(Stored items)
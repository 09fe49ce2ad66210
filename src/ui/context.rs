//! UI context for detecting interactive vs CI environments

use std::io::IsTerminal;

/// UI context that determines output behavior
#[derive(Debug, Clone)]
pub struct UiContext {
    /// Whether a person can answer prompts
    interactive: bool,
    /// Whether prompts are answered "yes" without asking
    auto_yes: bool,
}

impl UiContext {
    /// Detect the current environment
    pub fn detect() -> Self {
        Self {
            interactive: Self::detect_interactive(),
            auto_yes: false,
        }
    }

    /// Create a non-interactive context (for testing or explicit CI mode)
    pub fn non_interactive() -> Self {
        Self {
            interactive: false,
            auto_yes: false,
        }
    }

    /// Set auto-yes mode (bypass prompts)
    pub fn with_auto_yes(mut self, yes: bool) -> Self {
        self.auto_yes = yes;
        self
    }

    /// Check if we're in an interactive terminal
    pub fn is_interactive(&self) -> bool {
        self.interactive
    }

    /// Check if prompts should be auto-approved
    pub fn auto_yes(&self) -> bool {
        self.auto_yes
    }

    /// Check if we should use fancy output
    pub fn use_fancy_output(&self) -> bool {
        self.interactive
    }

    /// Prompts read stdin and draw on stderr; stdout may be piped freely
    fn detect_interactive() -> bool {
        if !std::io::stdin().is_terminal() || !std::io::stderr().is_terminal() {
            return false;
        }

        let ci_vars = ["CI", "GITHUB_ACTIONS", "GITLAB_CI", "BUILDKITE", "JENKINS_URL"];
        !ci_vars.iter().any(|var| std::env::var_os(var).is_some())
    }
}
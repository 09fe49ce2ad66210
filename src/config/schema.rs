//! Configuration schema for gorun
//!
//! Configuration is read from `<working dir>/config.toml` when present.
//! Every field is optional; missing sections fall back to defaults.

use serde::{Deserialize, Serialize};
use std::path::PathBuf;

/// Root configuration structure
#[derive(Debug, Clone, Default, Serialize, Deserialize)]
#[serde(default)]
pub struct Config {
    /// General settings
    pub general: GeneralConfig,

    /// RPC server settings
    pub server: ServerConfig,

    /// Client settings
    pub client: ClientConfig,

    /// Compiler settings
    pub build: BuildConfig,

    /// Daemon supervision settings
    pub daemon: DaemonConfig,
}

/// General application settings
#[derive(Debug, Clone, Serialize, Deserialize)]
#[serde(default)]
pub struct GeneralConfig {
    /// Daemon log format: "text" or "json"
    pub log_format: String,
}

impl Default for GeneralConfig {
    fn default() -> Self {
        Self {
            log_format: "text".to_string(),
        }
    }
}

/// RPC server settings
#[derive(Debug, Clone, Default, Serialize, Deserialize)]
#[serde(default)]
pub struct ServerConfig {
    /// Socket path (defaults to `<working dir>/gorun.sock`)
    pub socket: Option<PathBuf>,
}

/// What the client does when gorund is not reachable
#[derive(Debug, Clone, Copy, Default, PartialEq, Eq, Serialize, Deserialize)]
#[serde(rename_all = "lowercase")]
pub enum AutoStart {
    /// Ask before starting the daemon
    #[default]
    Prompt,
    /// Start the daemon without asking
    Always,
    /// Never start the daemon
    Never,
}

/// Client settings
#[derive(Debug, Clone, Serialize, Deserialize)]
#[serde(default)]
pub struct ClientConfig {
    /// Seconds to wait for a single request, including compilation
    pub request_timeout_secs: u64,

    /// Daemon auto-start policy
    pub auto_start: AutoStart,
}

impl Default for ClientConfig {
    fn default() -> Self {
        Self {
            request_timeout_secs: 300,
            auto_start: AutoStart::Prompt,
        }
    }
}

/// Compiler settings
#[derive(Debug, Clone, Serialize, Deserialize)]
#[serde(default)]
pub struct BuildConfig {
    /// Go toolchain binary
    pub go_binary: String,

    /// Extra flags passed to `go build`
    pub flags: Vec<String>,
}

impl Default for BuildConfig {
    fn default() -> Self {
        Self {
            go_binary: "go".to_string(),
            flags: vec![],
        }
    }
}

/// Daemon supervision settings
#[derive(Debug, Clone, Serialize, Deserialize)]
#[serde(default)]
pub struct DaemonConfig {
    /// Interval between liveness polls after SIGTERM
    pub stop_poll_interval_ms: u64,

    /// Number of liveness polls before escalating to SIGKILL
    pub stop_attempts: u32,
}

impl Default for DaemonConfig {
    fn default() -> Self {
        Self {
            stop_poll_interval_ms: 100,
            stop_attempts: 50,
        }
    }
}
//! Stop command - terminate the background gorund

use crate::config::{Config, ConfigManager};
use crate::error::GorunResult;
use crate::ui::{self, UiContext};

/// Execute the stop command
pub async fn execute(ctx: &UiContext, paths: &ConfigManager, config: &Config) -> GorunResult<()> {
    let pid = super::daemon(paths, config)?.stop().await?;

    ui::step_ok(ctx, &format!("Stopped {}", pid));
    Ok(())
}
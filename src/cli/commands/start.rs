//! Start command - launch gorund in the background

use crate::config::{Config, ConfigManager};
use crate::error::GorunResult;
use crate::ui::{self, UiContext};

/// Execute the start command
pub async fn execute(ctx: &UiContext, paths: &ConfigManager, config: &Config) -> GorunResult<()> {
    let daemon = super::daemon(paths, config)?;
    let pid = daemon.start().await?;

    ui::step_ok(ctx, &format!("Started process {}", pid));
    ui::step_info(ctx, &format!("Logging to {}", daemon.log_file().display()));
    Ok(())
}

**What is needed**
Make an exact copy of all the lines above.

**Task response**
repository 09fe49ce2ad66210
filename src/ui/context.rs
//! UI context for detecting interactive vs CI environments

use std::io::IsTerminal;

/// UI context that determines output behavior
#[derive(Debug, Clone)]
pub struct UiContext {
    /// Whether a person can answer prompts
    interactive: bool,
    /// Whether prompts are answered "yes" without asking
    auto_yes: bool,
}

impl UiContext {
    /// Detect the current environment
    pub fn detect() -> Self {
        Self {
            interactive: Self::detect_interactive(),
            auto_yes: false,
        }
    }

    /// Create a non-interactive context (for testing or explicit CI mode)
    pub fn non_interactive() -> Self {
        Self {
            interactive: false,
            auto_yes: false,
        }
    }

    /// Set auto-yes mode (bypass prompts)
    pub fn with_auto_yes(mut self, yes: bool) -> Self {
        self.auto_yes = yes;
        self
    }

    /// Check if we're in an interactive terminal
    pub fn is_interactive(&self) -> bool {
        self.interactive
    }

    /// Check if prompts should be auto-approved
    pub fn auto_yes(&self) -> bool {
        self.auto_yes
    }

    /// Check if we should use fancy output
    pub fn use_fancy_output(&self) -> bool {
        self.interactive
    }

    /// Prompts read stdin and draw on stderr; stdout may be piped freely
    fn detect_interactive() -> bool {
        if !std::io::stdin().is_terminal() || !std::io::stderr().is_terminal() {
            return false;
        }

        let ci_vars = ["CI", "GITHUB_ACTIONS", "GITLAB_CI", "BUILDKITE", "JENKINS_URL"];
        !ci_vars.iter().any(|var| std::env::var_os(var).is_some())
    }
}
repository 09fe49ce2ad66210
filename src/config/schema.rs
//! Configuration schema for gorun
//!
//! Configuration is read from `<working dir>/config.toml` when present.
//! Every field is optional; missing sections fall back to defaults.

use serde::{Deserialize, Serialize};
use std::path::PathBuf;

/// Root configuration structure
#[derive(Debug, Clone, Default, Serialize, Deserialize)]
#[serde(default)]
pub struct Config {
    /// General settings
    pub general: GeneralConfig,

    /// RPC server settings
    pub server: ServerConfig,

    /// Client settings
    pub client: ClientConfig,

    /// Compiler settings
    pub build: BuildConfig,

    /// Daemon supervision settings
    pub daemon: DaemonConfig,
}

/// General application settings
#[derive(Debug, Clone, Serialize, Deserialize)]
#[serde(default)]
pub struct GeneralConfig {
    /// Daemon log format: "text" or "json"
    pub log_format: String,
}

impl Default for GeneralConfig {
    fn default() -> Self {
        Self {
            log_format: "text".to_string(),
        }
    }
}

/// RPC server settings
#[derive(Debug, Clone, Default, Serialize, Deserialize)]
#[serde(default)]
pub struct ServerConfig {
    /// Socket path (defaults to `<working dir>/gorun.sock`)
    pub socket: Option<PathBuf>,
}

/// What the client does when gorund is not reachable
#[derive(Debug, Clone, Copy, Default, PartialEq, Eq, Serialize, Deserialize)]
#[serde(rename_all = "lowercase")]
pub enum AutoStart {
    /// Ask before starting the daemon
    #[default]
    Prompt,
    /// Start the daemon without asking
    Always,
    /// Never start the daemon
    Never,
}

/// Client settings
#[derive(Debug, Clone, Serialize, Deserialize)]
#[serde(default)]
pub struct ClientConfig {
    /// Seconds to wait for a single request, including compilation
    pub request_timeout_secs: u64,

    /// Daemon auto-start policy
    pub auto_start: AutoStart,
}

impl Default for ClientConfig {
    fn default() -> Self {
        Self {
            request_timeout_secs: 300,
            auto_start: AutoStart::Prompt,
        }
    }
}

/// Compiler settings
#[derive(Debug, Clone, Serialize, Deserialize)]
#[serde(default)]
pub struct BuildConfig {
    /// Go toolchain binary
    pub go_binary: String,

    /// Extra flags passed to `go build`
    pub flags: Vec<String>,
}

impl Default for BuildConfig {
    fn default() -> Self {
        Self {
            go_binary: "go".to_string(),
            flags: vec![],
        }
    }
}

/// Daemon supervision settings
#[derive(Debug, Clone, Serialize, Deserialize)]
#[serde(default)]
pub struct DaemonConfig {
    /// Interval between liveness polls after SIGTERM
    pub stop_poll_interval_ms: u64,

    /// Number of liveness polls before escalating to SIGKILL
    pub stop_attempts: u32,
}

impl Default for DaemonConfig {
    fn default() -> Self {
        Self {
            stop_poll_interval_ms: 100,
            stop_attempts: 50,
        }
    }
}
//! Stop command - terminate the background gorund

use crate::config::{Config, ConfigManager};
use crate::error::GorunResult;
use crate::ui::{self, UiContext};

/// Execute the stop command
pub async fn execute(ctx: &UiContext, paths: &ConfigManager, config: &Config) -> GorunResult<()> {
    let pid = super::daemon(paths, config)?.stop().await?;

    ui::step_ok(ctx, &format!("Stopped {}", pid));
    Ok(())
}
filename src/cli/commands/start.rs
//! Start command - launch gorund in the background

use crate::config::{Config, ConfigManager};
use crate::error::GorunResult;
use crate::ui::{self, UiContext};

/// Execute the start command
pub async fn execute(ctx: &UiContext, paths: &ConfigManager, config: &Config) -> GorunResult<()> {
    let daemon = super::daemon(paths, config)?;
    let pid = daemon.start().await?;

    ui::step_ok(ctx, &format!("Started process {}", pid));
    ui::step_info(ctx, &format!("Logging to {}", daemon.log_file().display()));
    Ok(())
}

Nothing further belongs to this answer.